• [Directions for this task]: Filter the entries below down to the lines that hold "crate".

** Data under study follows **

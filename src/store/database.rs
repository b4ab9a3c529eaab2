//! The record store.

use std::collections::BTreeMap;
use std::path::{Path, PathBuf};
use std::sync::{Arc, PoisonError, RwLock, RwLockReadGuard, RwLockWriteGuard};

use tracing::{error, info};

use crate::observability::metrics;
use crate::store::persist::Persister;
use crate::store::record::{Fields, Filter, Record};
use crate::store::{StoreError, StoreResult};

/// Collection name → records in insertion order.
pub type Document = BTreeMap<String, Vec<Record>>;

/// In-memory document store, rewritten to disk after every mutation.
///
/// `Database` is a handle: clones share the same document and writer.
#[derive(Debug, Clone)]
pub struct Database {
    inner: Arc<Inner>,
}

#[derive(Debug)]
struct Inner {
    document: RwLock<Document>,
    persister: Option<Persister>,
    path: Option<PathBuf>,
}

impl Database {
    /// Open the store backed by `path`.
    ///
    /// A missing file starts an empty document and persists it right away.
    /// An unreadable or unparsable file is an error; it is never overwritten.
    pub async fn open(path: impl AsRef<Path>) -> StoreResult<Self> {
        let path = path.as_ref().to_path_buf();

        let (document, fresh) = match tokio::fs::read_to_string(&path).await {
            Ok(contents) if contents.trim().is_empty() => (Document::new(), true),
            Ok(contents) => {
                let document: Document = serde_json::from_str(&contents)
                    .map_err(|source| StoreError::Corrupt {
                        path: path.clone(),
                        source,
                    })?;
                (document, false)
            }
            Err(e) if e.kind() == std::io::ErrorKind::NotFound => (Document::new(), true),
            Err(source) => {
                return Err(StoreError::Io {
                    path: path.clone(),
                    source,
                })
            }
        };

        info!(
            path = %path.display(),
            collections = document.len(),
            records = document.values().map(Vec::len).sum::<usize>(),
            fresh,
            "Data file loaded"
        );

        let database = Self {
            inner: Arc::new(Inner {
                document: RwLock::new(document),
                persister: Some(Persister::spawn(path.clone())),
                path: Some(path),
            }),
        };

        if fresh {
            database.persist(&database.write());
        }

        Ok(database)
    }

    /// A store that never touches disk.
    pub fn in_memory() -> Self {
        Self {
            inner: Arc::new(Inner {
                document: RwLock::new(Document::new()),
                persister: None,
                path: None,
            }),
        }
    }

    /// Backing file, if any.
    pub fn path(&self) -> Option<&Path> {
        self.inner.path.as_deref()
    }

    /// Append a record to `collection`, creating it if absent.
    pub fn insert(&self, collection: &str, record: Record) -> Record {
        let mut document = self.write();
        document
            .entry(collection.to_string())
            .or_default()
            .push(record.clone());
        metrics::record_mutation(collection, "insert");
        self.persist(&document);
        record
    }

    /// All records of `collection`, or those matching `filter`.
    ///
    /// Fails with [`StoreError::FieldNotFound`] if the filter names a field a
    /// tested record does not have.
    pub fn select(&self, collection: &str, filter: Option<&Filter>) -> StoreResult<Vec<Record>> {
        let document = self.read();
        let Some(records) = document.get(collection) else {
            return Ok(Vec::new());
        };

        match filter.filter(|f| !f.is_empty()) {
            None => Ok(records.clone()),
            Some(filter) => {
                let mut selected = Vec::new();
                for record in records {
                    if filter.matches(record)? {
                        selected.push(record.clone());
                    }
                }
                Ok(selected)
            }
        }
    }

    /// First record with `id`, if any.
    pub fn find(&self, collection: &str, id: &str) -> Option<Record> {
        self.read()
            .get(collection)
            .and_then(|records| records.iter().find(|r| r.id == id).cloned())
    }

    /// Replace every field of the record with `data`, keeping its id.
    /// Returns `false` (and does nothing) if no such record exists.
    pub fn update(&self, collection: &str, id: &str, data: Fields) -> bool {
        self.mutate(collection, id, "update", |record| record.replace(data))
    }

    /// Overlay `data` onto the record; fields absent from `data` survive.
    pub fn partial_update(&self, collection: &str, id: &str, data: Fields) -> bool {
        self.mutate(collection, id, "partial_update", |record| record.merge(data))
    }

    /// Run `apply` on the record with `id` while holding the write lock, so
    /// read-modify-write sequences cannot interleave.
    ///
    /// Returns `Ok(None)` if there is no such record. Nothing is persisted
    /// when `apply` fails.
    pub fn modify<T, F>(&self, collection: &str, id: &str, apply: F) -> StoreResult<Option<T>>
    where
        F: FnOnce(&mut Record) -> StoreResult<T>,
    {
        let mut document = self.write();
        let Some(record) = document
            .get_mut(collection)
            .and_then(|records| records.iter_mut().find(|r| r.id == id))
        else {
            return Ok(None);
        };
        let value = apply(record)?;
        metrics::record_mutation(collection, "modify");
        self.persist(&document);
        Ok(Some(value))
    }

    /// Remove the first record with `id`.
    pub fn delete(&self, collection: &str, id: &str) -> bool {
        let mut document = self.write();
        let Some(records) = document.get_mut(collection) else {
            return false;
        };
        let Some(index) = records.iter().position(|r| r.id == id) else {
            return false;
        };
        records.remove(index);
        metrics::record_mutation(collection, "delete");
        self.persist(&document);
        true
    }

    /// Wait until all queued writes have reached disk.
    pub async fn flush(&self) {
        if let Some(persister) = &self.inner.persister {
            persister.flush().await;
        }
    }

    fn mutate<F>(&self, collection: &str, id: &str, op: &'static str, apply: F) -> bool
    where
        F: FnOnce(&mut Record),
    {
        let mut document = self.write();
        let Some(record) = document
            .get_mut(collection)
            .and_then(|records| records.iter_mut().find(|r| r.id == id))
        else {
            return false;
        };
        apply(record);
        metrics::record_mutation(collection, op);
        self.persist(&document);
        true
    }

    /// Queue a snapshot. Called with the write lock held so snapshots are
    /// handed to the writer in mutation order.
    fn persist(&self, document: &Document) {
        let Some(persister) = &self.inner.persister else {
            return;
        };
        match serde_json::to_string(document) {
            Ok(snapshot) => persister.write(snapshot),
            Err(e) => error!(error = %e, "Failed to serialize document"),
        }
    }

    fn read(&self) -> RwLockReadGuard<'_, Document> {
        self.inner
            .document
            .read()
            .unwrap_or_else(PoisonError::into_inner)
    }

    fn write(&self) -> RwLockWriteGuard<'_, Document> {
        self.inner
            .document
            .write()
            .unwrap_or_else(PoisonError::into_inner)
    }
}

** End of Data under study **
** Data under study follows **

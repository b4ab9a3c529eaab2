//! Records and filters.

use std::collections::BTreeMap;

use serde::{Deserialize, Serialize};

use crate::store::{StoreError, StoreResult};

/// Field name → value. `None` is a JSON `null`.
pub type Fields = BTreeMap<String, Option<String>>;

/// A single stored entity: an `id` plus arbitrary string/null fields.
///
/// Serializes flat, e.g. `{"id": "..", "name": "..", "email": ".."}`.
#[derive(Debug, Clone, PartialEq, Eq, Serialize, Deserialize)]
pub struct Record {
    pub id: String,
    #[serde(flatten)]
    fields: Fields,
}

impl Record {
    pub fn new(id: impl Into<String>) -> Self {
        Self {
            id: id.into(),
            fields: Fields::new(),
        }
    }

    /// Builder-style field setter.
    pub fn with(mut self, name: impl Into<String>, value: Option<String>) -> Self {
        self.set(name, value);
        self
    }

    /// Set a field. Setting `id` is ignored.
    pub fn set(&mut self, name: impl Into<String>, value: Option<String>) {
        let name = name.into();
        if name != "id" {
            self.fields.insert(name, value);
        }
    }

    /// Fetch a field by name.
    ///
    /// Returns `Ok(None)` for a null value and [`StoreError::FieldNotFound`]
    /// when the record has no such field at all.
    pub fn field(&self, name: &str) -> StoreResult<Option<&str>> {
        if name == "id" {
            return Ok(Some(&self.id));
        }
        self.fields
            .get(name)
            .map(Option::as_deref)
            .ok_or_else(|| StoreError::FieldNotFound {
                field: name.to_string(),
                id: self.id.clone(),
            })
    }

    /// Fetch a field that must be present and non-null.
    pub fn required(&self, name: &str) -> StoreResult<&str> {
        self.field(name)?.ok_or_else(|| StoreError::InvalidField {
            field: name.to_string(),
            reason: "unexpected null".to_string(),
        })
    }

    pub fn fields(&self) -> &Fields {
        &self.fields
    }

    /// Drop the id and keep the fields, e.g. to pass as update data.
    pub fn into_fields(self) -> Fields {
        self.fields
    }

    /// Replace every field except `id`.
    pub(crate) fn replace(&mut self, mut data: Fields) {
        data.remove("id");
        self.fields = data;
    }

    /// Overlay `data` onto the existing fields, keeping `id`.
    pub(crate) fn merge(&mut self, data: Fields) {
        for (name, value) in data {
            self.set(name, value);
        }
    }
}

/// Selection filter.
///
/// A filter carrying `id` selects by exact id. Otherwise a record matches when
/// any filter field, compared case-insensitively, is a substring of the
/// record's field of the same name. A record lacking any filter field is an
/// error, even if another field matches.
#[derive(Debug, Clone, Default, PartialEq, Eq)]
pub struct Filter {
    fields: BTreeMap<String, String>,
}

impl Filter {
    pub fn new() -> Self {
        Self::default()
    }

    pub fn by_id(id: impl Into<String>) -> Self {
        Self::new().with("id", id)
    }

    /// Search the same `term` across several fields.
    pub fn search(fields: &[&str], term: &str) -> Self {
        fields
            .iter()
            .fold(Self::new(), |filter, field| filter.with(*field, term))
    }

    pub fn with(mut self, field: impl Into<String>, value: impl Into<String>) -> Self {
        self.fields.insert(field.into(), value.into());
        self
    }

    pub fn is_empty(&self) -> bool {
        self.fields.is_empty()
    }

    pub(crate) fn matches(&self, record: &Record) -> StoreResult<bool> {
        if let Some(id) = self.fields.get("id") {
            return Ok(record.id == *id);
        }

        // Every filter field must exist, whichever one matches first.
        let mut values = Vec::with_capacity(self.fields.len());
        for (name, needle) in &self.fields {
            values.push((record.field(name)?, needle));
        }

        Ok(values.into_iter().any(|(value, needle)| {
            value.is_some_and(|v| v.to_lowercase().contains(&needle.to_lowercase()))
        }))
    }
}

** End of Data under study **

• [Exercise output]:
use crate::observability::metrics;
use crate::store::persist::Persister;
use crate::store::record::{Fields, Filter, Record};
use crate::store::{StoreError, StoreResult};
use crate::store::{StoreError, StoreResult};
    pub(crate) fn replace(&mut self, mut data: Fields) {
    pub(crate) fn merge(&mut self, data: Fields) {
    pub(crate) fn matches(&self, record: &Record) -> StoreResult<bool> {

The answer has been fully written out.